// structview - CMS structure tree viewer
//
// Fetches a page, component, menu or footer structure from the management
// API and shows it as an expandable tree with per-node details and links
// into the edit command.
//
// Architecture:
// - structure: addressing, rendering, selection and details (no I/O)
// - client (reqwest): fetches snapshots
// - TUI (ratatui): interactive viewer; loads run as background tasks
// - show: headless html/text/json rendering

use anyhow::Result;
use clap::Parser;
use structview::cli::{self, Cli, Commands};
use structview::config::Config;
use structview::logging::{self, LogBuffer};

#[tokio::main]
async fn main() -> Result<()> {
    let cli = Cli::parse();

    match &cli.command {
        // Config commands never touch logging or the network
        Some(Commands::Config(args)) => {
            cli::handle_config(args);
            return Ok(());
        }
        Some(Commands::Show(args)) => {
            let config = Config::from_env();
            let _file_guard = logging::init(&config.logging, false, &LogBuffer::new());

            let output = cli::run_show(args, &config).await?;
            print!("{}", output);
            return Ok(());
        }
        None => {}
    }

    // Ensure config template exists (helps users discover options)
    Config::ensure_config_exists();
    let config = Config::from_env();

    if !config.enable_tui {
        anyhow::bail!("TUI disabled by STRUCTVIEW_NO_TUI; use `structview show` instead");
    }

    let initial = cli.initial_request()?;

    // In TUI mode logs go to the in-memory buffer so they never garble the screen
    let log_buffer = LogBuffer::new();
    let _file_guard = logging::init(&config.logging, true, &log_buffer);

    tracing::info!("structview {} starting ({})", structview::config::VERSION, config.api_base);
    if config.token.is_none() {
        tracing::warn!("No API token configured; set STRUCTVIEW_TOKEN");
    }

    structview::tui::run_tui(config, log_buffer, initial).await
}
//! Management API client
//!
//! Fetches structure snapshots from `{api_base}/getStructure/{type}[/{name}]/showIds`
//! and the page/component names the request bar offers (`listPages`,
//! `listComponents`).

use crate::config::Config;
use crate::structure::{Snapshot, StructureRequest, StructureType};
use serde::de::{DeserializeOwned, IgnoredAny};
use serde::Deserialize;
use serde_json::Value;
use std::time::Duration;
use thiserror::Error;
use url::Url;

const STRUCTURE_COMMAND: &str = "getStructure";
const FALLBACK_MESSAGE: &str = "Failed to load structure";

#[derive(Debug, Error)]
pub enum FetchError {
    #[error("No authentication token")]
    Unauthenticated,

    #[error("Invalid API base URL: {0}")]
    InvalidUrl(String),

    #[error("{message}")]
    Http { status: u16, message: String },

    #[error("Network error: {0}")]
    Network(String),

    #[error("Failed to parse response: {0}")]
    Decode(String),

    /// Successful response without a structure (absent or `null`)
    #[error("{0}")]
    MissingStructure(String),
}

/// Response envelope shared by the management endpoints
#[derive(Debug, Deserialize)]
struct Envelope<T> {
    #[serde(default)]
    message: Option<String>,
    data: Option<T>,
}

impl<T> Envelope<T> {
    /// The backend's message, or the generic one when it sent none
    fn message_or_fallback(self) -> String {
        self.message
            .filter(|m| !m.is_empty())
            .unwrap_or_else(|| FALLBACK_MESSAGE.to_string())
    }
}

#[derive(Debug, Deserialize)]
struct StructureData {
    /// Absent and `null` both decode as `None`; `[]` is an empty structure
    #[serde(default)]
    structure: Option<Value>,
}

#[derive(Debug, Default, Deserialize)]
struct NameList {
    #[serde(default)]
    pages: Vec<Value>,
    #[serde(default)]
    components: Vec<Value>,
}

/// Accept either a full response envelope or a bare structure
pub fn extract_structure(value: Value) -> Value {
    match value {
        Value::Object(mut map) if map.contains_key("data") => map
            .get_mut("data")
            .and_then(|data| data.get_mut("structure"))
            .map(Value::take)
            .unwrap_or(Value::Null),
        other => other,
    }
}

/// Listing command for types addressed by name
fn list_command(structure_type: StructureType) -> Option<&'static str> {
    match structure_type {
        StructureType::Page => Some("listPages"),
        StructureType::Component => Some("listComponents"),
        StructureType::Menu | StructureType::Footer => None,
    }
}

/// List entries are either bare names or objects with a `name` field
fn entry_name(entry: &Value) -> Option<String> {
    entry
        .as_str()
        .or_else(|| entry.get("name").and_then(Value::as_str))
        .filter(|name| !name.is_empty())
        .map(str::to_string)
}

#[derive(Clone)]
pub struct StructureClient {
    http: reqwest::Client,
    api_base: String,
    token: Option<String>,
}

impl StructureClient {
    pub fn new(config: &Config) -> Result<Self, FetchError> {
        let http = reqwest::Client::builder()
            .timeout(Duration::from_secs(config.timeout_secs))
            .build()
            .map_err(|e| FetchError::Network(format!("Failed to create HTTP client: {}", e)))?;

        tracing::debug!(
            "Structure client ready: {} (timeout {}s)",
            config.api_base,
            config.timeout_secs
        );

        Ok(Self {
            http,
            api_base: config.api_base.clone(),
            token: config.token.clone(),
        })
    }

    /// `{api_base}/{command}/{segments...}`, each segment percent-encoded
    fn command_url<'a>(
        &self,
        command: &str,
        segments: impl IntoIterator<Item = &'a str>,
    ) -> Result<Url, FetchError> {
        let mut url =
            Url::parse(&self.api_base).map_err(|e| FetchError::InvalidUrl(e.to_string()))?;
        url.path_segments_mut()
            .map_err(|_| FetchError::InvalidUrl(self.api_base.clone()))?
            .pop_if_empty()
            .push(command)
            .extend(segments);
        Ok(url)
    }

    /// Full endpoint URL for a request
    pub fn structure_url(&self, request: &StructureRequest) -> Result<Url, FetchError> {
        self.command_url(STRUCTURE_COMMAND, request.path_segments())
    }

    /// Authenticated GET returning the decoded envelope of a 2xx response
    async fn get_envelope<T: DeserializeOwned>(&self, url: Url) -> Result<Envelope<T>, FetchError> {
        let token = self.token.as_deref().ok_or(FetchError::Unauthenticated)?;

        let response = self
            .http
            .get(url)
            .bearer_auth(token)
            .send()
            .await
            .map_err(|e| FetchError::Network(e.to_string()))?;

        let status = response.status();
        let body = response
            .text()
            .await
            .map_err(|e| FetchError::Network(e.to_string()))?;

        if !status.is_success() {
            // The backend puts a human-readable reason in the envelope when it can
            let message = serde_json::from_str::<Envelope<IgnoredAny>>(&body)
                .map(Envelope::message_or_fallback)
                .unwrap_or_else(|_| FALLBACK_MESSAGE.to_string());

            tracing::warn!(status = status.as_u16(), "Request failed: {}", message);
            return Err(FetchError::Http {
                status: status.as_u16(),
                message,
            });
        }

        serde_json::from_str(&body).map_err(|e| FetchError::Decode(e.to_string()))
    }

    pub async fn fetch(&self, request: &StructureRequest) -> Result<Snapshot, FetchError> {
        let url = self.structure_url(request)?;
        tracing::info!("Fetching {}", request.title());

        let mut envelope: Envelope<StructureData> = self.get_envelope(url).await?;
        let structure = envelope.data.take().and_then(|d| d.structure);
        let Some(structure) = structure.filter(|s| !s.is_null()) else {
            let message = envelope.message_or_fallback();
            tracing::warn!("{} has no structure: {}", request.title(), message);
            return Err(FetchError::MissingStructure(message));
        };

        let snapshot = Snapshot::new(request.clone(), structure);
        tracing::debug!(
            "Loaded {} ({} nodes)",
            request.title(),
            snapshot.forest.node_count()
        );
        Ok(snapshot)
    }

    /// Names the backend knows for `structure_type`. Menu and footer have
    /// none and never hit the network.
    pub async fn list_names(&self, structure_type: StructureType) -> Result<Vec<String>, FetchError> {
        let Some(command) = list_command(structure_type) else {
            return Ok(Vec::new());
        };
        let url = self.command_url(command, std::iter::empty())?;

        let envelope: Envelope<NameList> = self.get_envelope(url).await?;
        let list = envelope.data.unwrap_or_default();
        let entries = match structure_type {
            StructureType::Page => list.pages,
            _ => list.components,
        };

        let names: Vec<String> = entries.iter().filter_map(entry_name).collect();
        tracing::debug!("{} {} name(s) available", names.len(), structure_type);
        Ok(names)
    }
}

---

◆ **AIM OF THE TASK**
Copy out only the lines of the records above from the one with "pub async fn list_names(&self, structure_type: StructureType)" through the one with "let url = self.command_url(command, std::iter::empty())?;", exactly as they stand, both included.

◆ **EXERCISE SOLUTION**
    pub async fn list_names(&self, structure_type: StructureType) -> Result<Vec<String>, FetchError> {
        let Some(command) = list_command(structure_type) else {
            return Ok(Vec::new());
        };
        let url = self.command_url(command, std::iter::empty())?;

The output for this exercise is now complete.